The system and methodology described utilizes the free-space model of the diffusion kernel (equation (3)) so that the diffusion kernel is pre-computed and stored in computer processor 750 for recall during the reconstruction process. This is appropriate when object 710 is surrounded by an arrangement, such as a thin, rubber-like container filled with a substance (e.g., the commercially available medical product called Intralipid), so that the arrangement provides a spatial extent external to the object that effectively gives rise to a free-space condition surrounding the object. The object's actual boundary (e.g., a human skull during imaging of brain) becomes merely another shape that is determined by the direct reconstruction procedure. Intralipid is useful because it is a colloidal substance wherein particles in the range of 0.5 microns to 2 microns are suspended, and the substance, as packaged, does not rapidly deteriorate; moreover, the 1* of such a substance is readily measurable.
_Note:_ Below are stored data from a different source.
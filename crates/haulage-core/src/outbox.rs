//! Outbox - 副作用の配送待ち行列
//!
//! 状態遷移と同じトランザクションで effect を積み、
//! PublisherLoop が非同期に取り出して外部へ届けます。
//!
//! # フロー
//! 1. `push()` で pending に追加（遷移のコミットと同時）
//! 2. `pull()` で in-flight に移して取り出す
//! 3. 成功したら `ack()`、失敗したら `fail()` で pending に戻す

use std::collections::{BTreeMap, VecDeque};

use serde::{Deserialize, Serialize};

use crate::domain::catalog::Tier;
use crate::domain::ids::ActorId;

#[derive(Debug, Clone, PartialEq, Eq, Serialize, Deserialize)]
#[serde(tag = "type", rename_all = "snake_case")]
pub enum Effect {
    Reputation {
        actor: ActorId,
        event: String,
        tier: Tier,
    },
    Notification {
        actor: ActorId,
        message: String,
    },
}

#[derive(Debug, Clone, PartialEq, Eq, Serialize, Deserialize)]
pub struct OutboxRecord {
    pub seq: u64,
    pub effect: Effect,
    pub created_at: i64,
    pub attempts: u32,
}

#[derive(Debug, Clone, Default, PartialEq, Serialize, Deserialize)]
pub struct Outbox {
    next_seq: u64,
    pending: VecDeque<OutboxRecord>,
    in_flight: BTreeMap<u64, OutboxRecord>,
    delivered: u64,
}

impl Outbox {
    pub fn new() -> Self {
        Self::default()
    }

    pub fn push(&mut self, effect: Effect, at: i64) -> u64 {
        self.next_seq += 1;
        self.pending.push_back(OutboxRecord {
            seq: self.next_seq,
            effect,
            created_at: at,
            attempts: 0,
        });
        self.next_seq
    }

    /// Take up to `limit` records for delivery.
    pub fn pull(&mut self, limit: usize) -> Vec<OutboxRecord> {
        let n = limit.min(self.pending.len());
        let batch: Vec<OutboxRecord> = self.pending.drain(..n).collect();
        for record in &batch {
            self.in_flight.insert(record.seq, record.clone());
        }
        batch
    }

    pub fn ack(&mut self, seq: u64) -> bool {
        let acked = self.in_flight.remove(&seq).is_some();
        if acked {
            self.delivered += 1;
        }
        acked
    }

    /// Put a failed record back at the front of the queue.
    pub fn fail(&mut self, seq: u64) -> bool {
        let Some(mut record) = self.in_flight.remove(&seq) else {
            return false;
        };
        record.attempts += 1;
        self.pending.push_front(record);
        true
    }

    /// Return in-flight records to pending (after a restart).
    pub fn requeue_in_flight(&mut self) {
        let stranded = std::mem::take(&mut self.in_flight);
        for (_, record) in stranded.into_iter().rev() {
            self.pending.push_front(record);
        }
    }

    pub fn pending_len(&self) -> usize {
        self.pending.len()
    }

    pub fn in_flight_len(&self) -> usize {
        self.in_flight.len()
    }

    pub fn delivered(&self) -> u64 {
        self.delivered
    }

    pub fn pending(&self) -> impl Iterator<Item = &OutboxRecord> {
        self.pending.iter()
    }
}

#[cfg(test)]
mod tests {
    use super::*;

    fn note(msg: &str) -> Effect {
        Effect::Notification {
            actor: ActorId::from("a"),
            message: msg.into(),
        }
    }

    #[test]
    fn pull_ack_drains_in_order() {
        let mut outbox = Outbox::new();
        outbox.push(note("one"), 1);
        outbox.push(note("two"), 2);

        let batch = outbox.pull(10);
        assert_eq!(batch.iter().map(|r| r.seq).collect::<Vec<_>>(), vec![1, 2]);
        assert_eq!(outbox.pending_len(), 0);
        assert!(outbox.ack(1));
        assert!(outbox.ack(2));
        assert!(!outbox.ack(2));
        assert_eq!(outbox.delivered(), 2);
    }

    #[test]
    fn failed_record_is_retried_first() {
        let mut outbox = Outbox::new();
        outbox.push(note("one"), 1);
        outbox.push(note("two"), 2);
        let first = outbox.pull(1).remove(0);
        assert!(outbox.fail(first.seq));

        let retry = outbox.pull(1).remove(0);
        assert_eq!(retry.seq, first.seq);
        assert_eq!(retry.attempts, 1);
    }

    #[test]
    fn restart_requeues_in_flight() {
        let mut outbox = Outbox::new();
        for i in 0..3 {
            outbox.push(note("x"), i);
        }
        outbox.pull(2);
        outbox.requeue_in_flight();
        assert_eq!(outbox.in_flight_len(), 0);
        let seqs: Vec<u64> = outbox.pending().map(|r| r.seq).collect();
        assert_eq!(seqs, vec![1, 2, 3]);
    }
}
It is to be understood that the above-described embodiment is simply illustrative of the application of the principles in accordance with the present invention. Other embodiments may be readily devised by those skilled in the art which may embody the principles in spirit and scope. Thus, it is to be further understood that the methodology described herein is not limited to the specific forms shown by way of illustration, but may assume other embodiments limited only by the scope of the appended claims.